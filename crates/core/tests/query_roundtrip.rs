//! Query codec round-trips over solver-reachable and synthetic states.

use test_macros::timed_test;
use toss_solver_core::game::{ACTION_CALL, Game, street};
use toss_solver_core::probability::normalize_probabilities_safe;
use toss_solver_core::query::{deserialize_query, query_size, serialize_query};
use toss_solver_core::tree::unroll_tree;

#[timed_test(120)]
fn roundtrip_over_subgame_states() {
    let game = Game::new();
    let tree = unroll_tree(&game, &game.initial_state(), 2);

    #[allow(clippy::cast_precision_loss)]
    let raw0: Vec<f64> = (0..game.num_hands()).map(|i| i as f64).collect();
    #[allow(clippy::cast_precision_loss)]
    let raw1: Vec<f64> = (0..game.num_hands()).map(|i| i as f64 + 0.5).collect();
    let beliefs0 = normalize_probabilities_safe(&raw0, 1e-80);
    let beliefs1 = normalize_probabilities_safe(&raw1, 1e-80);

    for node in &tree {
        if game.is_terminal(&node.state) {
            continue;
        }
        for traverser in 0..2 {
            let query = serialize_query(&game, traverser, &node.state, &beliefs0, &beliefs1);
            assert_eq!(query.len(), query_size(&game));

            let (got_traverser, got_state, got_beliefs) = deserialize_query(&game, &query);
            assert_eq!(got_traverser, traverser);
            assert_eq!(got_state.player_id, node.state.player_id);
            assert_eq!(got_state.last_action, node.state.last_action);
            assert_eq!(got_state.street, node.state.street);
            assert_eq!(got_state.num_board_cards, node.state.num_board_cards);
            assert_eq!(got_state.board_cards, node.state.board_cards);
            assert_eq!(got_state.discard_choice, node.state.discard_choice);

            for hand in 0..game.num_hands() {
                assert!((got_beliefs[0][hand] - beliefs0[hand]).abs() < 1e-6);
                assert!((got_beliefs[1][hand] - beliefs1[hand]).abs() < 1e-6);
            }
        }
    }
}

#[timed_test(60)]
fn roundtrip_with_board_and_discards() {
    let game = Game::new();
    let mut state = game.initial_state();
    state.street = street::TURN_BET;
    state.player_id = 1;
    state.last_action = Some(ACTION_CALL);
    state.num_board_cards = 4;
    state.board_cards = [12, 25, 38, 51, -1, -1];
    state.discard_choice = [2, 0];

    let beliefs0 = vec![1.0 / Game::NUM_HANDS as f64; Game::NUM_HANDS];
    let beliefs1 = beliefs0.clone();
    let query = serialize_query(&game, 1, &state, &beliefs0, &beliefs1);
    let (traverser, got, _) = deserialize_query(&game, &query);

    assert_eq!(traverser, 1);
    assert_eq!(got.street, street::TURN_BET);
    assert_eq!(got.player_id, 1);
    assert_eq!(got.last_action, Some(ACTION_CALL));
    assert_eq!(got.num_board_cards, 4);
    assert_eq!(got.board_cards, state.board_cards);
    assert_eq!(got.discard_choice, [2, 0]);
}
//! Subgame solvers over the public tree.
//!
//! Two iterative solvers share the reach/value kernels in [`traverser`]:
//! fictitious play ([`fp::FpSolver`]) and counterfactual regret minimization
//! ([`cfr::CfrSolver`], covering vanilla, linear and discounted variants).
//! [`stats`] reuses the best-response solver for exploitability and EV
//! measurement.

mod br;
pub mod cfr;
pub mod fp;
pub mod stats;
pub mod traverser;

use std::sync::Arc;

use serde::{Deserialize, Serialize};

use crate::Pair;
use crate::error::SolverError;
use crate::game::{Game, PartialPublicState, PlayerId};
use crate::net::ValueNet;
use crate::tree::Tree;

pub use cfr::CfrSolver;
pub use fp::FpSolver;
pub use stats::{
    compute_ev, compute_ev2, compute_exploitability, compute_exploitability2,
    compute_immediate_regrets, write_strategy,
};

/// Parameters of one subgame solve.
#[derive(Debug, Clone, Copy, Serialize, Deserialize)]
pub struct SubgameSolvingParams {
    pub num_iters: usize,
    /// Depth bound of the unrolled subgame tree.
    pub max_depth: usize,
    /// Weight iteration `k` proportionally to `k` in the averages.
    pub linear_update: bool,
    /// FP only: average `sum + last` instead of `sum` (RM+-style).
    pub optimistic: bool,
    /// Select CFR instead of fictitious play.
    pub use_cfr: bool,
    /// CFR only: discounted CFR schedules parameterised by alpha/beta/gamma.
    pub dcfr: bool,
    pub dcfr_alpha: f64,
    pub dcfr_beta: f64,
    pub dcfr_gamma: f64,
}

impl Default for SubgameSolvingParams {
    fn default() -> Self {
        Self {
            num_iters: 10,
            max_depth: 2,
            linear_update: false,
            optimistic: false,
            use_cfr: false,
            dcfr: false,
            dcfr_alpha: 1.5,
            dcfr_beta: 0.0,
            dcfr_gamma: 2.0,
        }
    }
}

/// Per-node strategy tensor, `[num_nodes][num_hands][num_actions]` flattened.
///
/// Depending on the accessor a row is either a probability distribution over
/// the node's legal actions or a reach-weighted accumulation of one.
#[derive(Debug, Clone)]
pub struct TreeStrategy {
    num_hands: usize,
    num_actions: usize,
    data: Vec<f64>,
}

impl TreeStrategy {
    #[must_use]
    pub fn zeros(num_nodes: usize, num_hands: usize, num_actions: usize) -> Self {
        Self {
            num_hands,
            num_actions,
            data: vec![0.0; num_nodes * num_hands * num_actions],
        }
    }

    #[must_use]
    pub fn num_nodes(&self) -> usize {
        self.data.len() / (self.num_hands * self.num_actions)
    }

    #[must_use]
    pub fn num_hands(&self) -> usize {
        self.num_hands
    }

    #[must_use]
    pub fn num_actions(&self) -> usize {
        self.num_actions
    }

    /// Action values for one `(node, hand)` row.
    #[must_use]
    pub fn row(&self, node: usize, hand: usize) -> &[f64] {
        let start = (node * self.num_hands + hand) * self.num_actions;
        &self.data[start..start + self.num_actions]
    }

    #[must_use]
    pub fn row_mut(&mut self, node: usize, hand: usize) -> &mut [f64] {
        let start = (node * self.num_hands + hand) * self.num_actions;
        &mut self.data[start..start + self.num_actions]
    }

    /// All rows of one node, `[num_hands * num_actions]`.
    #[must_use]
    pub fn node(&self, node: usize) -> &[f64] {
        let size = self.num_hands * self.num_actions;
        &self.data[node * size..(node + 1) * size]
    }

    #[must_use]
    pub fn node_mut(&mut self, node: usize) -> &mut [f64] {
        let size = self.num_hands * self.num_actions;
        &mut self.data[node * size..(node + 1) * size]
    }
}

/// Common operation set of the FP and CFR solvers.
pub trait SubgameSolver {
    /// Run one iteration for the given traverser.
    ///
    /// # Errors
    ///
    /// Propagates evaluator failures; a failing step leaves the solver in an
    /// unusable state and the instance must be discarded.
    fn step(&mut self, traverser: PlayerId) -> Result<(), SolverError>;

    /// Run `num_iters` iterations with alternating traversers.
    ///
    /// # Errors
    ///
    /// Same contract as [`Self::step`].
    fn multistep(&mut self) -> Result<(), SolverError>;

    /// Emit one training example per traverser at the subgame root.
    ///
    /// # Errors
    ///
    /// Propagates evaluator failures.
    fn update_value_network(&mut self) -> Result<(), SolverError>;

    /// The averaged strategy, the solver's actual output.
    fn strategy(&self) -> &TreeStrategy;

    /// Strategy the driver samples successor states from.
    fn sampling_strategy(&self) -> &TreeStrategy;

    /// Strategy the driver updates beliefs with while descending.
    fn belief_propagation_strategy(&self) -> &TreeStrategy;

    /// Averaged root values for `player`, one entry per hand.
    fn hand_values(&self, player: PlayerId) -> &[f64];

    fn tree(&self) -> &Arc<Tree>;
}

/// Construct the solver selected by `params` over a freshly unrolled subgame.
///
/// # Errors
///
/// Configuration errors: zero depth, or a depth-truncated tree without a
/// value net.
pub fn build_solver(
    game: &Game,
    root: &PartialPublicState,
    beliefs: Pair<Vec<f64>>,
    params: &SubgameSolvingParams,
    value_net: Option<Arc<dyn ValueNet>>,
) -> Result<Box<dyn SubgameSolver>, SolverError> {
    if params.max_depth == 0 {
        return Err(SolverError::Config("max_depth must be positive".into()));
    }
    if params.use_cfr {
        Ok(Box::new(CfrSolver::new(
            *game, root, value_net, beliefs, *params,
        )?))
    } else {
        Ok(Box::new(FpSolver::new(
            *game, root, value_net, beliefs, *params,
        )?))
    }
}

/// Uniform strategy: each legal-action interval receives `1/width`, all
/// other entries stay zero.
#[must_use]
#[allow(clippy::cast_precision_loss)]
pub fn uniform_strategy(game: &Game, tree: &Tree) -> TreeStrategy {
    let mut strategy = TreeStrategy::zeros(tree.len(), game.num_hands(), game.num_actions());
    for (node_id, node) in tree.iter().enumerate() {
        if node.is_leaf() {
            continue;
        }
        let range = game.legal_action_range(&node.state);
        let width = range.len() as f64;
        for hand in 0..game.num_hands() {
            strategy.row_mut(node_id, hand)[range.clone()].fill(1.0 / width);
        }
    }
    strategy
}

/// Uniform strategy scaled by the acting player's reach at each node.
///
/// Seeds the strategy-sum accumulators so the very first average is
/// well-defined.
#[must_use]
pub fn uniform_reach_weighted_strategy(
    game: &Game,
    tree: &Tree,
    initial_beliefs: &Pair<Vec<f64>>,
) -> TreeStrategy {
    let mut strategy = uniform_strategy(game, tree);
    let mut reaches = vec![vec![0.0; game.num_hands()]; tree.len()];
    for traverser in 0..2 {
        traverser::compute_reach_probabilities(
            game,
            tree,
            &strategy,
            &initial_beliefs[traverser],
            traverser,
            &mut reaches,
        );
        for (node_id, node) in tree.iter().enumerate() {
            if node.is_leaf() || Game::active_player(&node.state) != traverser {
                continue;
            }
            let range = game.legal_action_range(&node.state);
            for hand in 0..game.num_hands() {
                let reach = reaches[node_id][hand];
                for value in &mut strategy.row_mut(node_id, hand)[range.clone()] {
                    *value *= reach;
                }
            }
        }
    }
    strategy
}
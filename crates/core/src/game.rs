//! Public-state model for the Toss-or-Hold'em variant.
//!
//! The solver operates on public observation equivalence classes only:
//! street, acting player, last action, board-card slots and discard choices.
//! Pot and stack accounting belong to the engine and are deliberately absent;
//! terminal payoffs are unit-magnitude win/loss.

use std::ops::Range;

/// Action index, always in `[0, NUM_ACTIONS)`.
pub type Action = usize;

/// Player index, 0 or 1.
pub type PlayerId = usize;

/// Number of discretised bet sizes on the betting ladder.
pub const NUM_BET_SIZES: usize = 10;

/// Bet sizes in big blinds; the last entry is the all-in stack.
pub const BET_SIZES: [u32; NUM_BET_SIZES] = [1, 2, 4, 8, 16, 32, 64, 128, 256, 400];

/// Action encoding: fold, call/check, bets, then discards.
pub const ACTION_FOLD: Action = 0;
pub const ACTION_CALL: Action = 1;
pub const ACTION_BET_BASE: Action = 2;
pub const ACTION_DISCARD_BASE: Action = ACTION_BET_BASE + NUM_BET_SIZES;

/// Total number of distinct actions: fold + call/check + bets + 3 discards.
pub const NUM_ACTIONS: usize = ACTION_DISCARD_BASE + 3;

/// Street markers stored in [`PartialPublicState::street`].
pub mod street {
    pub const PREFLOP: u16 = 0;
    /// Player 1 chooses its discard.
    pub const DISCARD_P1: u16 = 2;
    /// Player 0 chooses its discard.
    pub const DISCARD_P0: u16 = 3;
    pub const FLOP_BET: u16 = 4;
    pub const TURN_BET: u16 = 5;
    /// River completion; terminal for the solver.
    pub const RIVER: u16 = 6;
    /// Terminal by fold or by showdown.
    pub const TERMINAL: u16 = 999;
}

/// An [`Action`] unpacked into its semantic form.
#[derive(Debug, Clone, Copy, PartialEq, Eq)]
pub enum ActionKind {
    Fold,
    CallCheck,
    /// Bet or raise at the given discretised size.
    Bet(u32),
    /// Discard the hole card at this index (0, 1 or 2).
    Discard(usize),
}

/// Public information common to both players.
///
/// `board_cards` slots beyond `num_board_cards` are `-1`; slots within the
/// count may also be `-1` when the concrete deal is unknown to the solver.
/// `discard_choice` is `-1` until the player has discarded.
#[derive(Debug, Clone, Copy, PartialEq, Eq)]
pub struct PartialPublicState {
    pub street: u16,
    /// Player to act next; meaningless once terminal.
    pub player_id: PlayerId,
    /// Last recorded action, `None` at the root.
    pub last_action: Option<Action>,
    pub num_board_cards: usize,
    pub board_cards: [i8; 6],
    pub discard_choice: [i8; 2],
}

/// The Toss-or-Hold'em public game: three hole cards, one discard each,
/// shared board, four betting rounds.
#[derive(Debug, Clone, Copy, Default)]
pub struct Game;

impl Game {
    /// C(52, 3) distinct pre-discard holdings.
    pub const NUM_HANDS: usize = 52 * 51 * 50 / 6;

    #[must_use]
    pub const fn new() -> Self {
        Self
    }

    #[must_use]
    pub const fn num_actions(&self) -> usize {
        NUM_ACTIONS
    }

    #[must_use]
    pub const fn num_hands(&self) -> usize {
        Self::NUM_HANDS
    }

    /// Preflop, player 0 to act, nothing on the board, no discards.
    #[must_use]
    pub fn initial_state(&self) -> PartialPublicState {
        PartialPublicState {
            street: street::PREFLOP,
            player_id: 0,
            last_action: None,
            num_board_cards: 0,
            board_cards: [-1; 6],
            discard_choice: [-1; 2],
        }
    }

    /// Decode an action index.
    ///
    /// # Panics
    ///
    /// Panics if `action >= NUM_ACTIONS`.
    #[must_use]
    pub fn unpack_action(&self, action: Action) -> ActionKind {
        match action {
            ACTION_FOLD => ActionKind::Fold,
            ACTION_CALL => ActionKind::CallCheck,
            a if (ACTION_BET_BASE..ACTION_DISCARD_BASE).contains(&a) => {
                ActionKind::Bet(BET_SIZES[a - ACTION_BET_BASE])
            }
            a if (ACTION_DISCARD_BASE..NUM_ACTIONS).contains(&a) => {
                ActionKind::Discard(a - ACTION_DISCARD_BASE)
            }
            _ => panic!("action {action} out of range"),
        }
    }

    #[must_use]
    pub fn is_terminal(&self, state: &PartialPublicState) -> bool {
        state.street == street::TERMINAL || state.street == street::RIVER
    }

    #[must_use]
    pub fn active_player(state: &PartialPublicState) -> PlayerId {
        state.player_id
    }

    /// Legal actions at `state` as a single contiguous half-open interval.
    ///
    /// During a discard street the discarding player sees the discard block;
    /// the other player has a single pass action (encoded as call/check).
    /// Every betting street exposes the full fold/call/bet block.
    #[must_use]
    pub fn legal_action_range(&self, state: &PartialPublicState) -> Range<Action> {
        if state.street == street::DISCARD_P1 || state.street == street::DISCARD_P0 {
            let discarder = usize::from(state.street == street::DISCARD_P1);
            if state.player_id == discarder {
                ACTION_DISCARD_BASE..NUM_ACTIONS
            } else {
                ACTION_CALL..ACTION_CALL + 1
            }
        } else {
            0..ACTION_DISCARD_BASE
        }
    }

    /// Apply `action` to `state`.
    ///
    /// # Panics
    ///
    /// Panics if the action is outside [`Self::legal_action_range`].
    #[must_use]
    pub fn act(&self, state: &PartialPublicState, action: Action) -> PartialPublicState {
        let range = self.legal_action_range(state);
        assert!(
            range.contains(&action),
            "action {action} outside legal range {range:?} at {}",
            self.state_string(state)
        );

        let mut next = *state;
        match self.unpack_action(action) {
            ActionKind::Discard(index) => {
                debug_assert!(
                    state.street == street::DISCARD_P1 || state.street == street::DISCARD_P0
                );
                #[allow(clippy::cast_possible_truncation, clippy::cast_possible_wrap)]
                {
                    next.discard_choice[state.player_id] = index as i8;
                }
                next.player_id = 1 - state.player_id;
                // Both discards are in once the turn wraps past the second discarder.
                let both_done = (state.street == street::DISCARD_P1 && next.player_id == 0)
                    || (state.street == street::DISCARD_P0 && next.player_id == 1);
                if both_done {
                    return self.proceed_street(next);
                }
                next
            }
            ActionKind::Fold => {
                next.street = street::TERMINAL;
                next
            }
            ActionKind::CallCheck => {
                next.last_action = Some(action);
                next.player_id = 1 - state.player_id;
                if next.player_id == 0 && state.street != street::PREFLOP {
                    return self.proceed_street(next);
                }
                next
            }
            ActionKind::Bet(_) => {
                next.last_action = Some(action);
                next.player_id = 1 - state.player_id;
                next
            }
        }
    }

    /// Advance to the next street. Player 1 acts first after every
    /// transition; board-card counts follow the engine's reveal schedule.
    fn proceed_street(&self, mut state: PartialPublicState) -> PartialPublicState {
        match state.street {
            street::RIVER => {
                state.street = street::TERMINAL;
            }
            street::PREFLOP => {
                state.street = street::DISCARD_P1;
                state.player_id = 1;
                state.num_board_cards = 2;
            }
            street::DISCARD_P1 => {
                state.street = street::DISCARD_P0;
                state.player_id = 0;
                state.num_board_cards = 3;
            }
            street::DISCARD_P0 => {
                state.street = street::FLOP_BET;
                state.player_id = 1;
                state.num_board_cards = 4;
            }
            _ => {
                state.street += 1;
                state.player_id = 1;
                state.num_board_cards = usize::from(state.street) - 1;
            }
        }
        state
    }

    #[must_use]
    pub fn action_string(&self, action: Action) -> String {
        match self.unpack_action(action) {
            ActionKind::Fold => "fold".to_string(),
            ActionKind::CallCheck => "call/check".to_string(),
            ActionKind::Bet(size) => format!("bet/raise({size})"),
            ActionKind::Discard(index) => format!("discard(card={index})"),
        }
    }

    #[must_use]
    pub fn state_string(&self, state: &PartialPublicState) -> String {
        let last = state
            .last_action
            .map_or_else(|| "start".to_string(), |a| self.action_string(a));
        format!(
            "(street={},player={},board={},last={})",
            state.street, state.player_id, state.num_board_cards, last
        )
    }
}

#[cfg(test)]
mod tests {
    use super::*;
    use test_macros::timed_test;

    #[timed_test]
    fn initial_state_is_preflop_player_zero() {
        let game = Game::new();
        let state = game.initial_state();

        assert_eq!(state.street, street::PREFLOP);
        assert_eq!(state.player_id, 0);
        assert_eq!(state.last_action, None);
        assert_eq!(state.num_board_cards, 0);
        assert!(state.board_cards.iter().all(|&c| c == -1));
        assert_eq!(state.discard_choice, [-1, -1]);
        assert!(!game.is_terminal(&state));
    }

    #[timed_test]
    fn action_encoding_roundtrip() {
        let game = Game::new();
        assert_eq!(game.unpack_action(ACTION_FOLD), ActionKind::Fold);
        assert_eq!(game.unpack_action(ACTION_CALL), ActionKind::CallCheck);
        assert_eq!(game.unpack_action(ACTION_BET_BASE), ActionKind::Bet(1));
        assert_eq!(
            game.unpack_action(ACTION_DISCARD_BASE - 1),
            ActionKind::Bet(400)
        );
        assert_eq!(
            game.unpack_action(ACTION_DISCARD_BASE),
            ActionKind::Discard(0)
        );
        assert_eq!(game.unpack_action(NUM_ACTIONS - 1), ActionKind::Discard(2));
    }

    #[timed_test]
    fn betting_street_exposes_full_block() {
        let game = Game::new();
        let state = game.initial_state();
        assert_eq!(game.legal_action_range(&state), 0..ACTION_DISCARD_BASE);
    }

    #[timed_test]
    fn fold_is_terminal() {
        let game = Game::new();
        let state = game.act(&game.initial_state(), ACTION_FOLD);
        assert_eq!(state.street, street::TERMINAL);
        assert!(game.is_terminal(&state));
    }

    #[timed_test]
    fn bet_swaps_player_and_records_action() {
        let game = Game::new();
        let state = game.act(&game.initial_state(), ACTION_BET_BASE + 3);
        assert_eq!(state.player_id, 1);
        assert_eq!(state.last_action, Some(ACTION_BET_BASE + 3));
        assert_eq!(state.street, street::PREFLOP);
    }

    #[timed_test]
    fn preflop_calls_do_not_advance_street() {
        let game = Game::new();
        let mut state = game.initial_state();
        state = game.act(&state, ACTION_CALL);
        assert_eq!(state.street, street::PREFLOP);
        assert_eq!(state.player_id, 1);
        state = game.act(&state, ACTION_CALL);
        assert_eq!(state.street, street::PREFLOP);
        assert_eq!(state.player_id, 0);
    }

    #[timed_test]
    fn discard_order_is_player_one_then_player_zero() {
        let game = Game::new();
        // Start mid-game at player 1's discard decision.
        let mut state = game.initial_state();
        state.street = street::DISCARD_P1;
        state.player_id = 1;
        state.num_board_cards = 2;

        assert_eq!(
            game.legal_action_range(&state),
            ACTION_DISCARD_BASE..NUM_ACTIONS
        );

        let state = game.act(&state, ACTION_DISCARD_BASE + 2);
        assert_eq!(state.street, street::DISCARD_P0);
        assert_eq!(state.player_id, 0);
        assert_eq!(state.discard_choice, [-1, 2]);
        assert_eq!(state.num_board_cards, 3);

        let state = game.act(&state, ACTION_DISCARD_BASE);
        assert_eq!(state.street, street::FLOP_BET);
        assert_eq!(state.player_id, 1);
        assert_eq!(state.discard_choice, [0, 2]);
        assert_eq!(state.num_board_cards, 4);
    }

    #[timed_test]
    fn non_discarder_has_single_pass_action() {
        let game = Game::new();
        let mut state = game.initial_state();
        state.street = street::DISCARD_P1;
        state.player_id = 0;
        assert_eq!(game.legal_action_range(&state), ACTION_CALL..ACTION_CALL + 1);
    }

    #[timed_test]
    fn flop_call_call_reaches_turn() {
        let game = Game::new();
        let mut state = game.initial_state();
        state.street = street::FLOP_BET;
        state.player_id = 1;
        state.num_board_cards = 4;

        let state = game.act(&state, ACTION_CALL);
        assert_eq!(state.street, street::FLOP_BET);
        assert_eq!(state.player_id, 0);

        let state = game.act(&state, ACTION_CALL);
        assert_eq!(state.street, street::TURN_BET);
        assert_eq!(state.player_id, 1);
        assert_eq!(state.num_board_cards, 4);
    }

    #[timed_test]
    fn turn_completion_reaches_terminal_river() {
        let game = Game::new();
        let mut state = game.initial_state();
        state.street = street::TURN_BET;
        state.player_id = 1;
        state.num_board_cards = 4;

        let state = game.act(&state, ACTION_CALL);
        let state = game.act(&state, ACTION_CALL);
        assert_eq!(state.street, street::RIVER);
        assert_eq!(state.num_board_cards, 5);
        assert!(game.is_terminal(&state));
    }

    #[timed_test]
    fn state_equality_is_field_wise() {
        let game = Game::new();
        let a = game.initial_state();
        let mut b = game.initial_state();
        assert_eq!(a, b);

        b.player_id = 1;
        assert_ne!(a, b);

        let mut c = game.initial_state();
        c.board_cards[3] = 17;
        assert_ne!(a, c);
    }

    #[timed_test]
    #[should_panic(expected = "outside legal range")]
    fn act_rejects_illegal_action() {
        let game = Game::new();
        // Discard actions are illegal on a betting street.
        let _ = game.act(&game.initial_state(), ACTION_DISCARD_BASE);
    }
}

┄┄┄┄┄┄

● **Task directions**: Scan the material line by line and report each one that contains "width".

● **Answer**:
/// Uniform strategy: each legal-action interval receives `1/width`, all
        let width = range.len() as f64;
            strategy.row_mut(node_id, hand)[range.clone()].fill(1.0 / width);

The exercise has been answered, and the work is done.